"What is our love? In the midst of pain and pleasure, we know it is exclusive, personal: my wife, my children, my country, my God. We know it as a flame in the midst of smoke, we know it through jealousy, we know it through domination, we know it through posession, we know it through loss when the other is gone. So we know love as a sensation, do we not? When we say we love, we know jealous, we know fear, we know anxiety. When you say you love someone, all that is implied: envy, the desire to posess, the desire to own, to dominate, the fear of loss, and so on. All this we call love, and we do not know love without fear, without envy, without posession; we merely verbalize that state of love which is without fear; we call it impersonal, pure, divine or God knows what else, but the fact is that we are jealous, we are dominating, possessive. We shall know that state of love only when jealousy, envy, possessiveness, domination, come to an end; and as long as we possess, we shall never love."
A passage from On Love and Loneliness, a compilation of some of J. Krishnamurti's talks on the topic.
It's easy enough to say, but more difficult to truly embrace. I have been thinking a fair bit about "open" relationships lately. I'm a pretty simple, honestly closed-minded person when it comes to dating. I think it has caused a lot of problems for me, for exactly the reasons K describes. I don't fully understand a difference between open relationships and polyamory. This idea of posession as a component of relationship is a source of great conflict. It's a necessary component for easing fear of loss, though - for a general feeling of safety. That's a hard thing to let go of. I see a lot of value in getting rid of the idea of posession, but I also have a really hard time getting rid of the idea of committing to one person. Can committing be independent of posession? Is committing only another way of seeking the same security?
It goes without saying that I am overthinking this, but why not?
" So we have made of love a thing of the mind. The mind becomes the instrument of love, and the mind is only sensation. Thought is the reaction of memory to sensation. Without the symbol, the word, the image, there is no memory, there is no thought. We know the sensation of so-called love, and we cling to that, and when it fails we want some other expression of that same sensation. So the more we cultivate sensation, the more we cultivate so-called knowledge - which is merely memory - the less there is of love.
As long as we are seeking love, there must be a self-enclosing process. Love implies vulnerability, love implies communion, and there can be no communion, no vulnerability, as long as there is the self-enclosing process of thought. The very process of thought is fear, and how can there be communion with another when there is fear, when we use thought as a means for further stimulation?

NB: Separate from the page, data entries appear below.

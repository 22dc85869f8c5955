// Audio output abstraction - the clock and click sink the scheduler runs against
//
// The scheduler never talks to a device directly. It acquires an output from
// an `OutputProvider` the first time it starts and keeps it for its lifetime;
// the output exposes a monotonic clock and accepts clicks stamped with times
// on that clock.

use crate::error::MetronomeError;
use crate::messaging::notification::Notification;
use crate::synth::click::ClickSink;

/// Power state of an output
#[derive(Debug, Clone, Copy, PartialEq, Eq)]
pub enum OutputState {
    /// Created but not rendering; the clock does not advance
    Suspended,
    Running,
}

pub trait AudioOutput: ClickSink {
    /// Current time on the playback clock, in seconds
    fn current_time(&self) -> f64;

    fn state(&self) -> OutputState;

    /// Leave the suspended state. Blocks until the output is running.
    fn resume(&mut self) -> Result<(), MetronomeError>;

    /// Asynchronous problems reported by the backend (stream errors...)
    fn poll_notification(&mut self) -> Option<Notification> {
        None
    }
}

/// Lazily creates the output on first `start`
pub trait OutputProvider {
    type Output: AudioOutput;

    fn acquire(&mut self) -> Result<Self::Output, MetronomeError>;
}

There can be love only when you understand the whole process of the mind. Love is not of the mind, and you cannot think about love. When you say, 'I want love', you are thinking about it, you are longing for it, which is a sensation, a means to an end. Therefore it is not love that you want, but stimulation; you want a means through which you can fulfill yourself, whether it be a person, a job, or a particular excitement, and so on. Surely, that is not love ... Love is a state of being, and in that state, the 'me', with its identifications, anxieties, and possessions, is absent."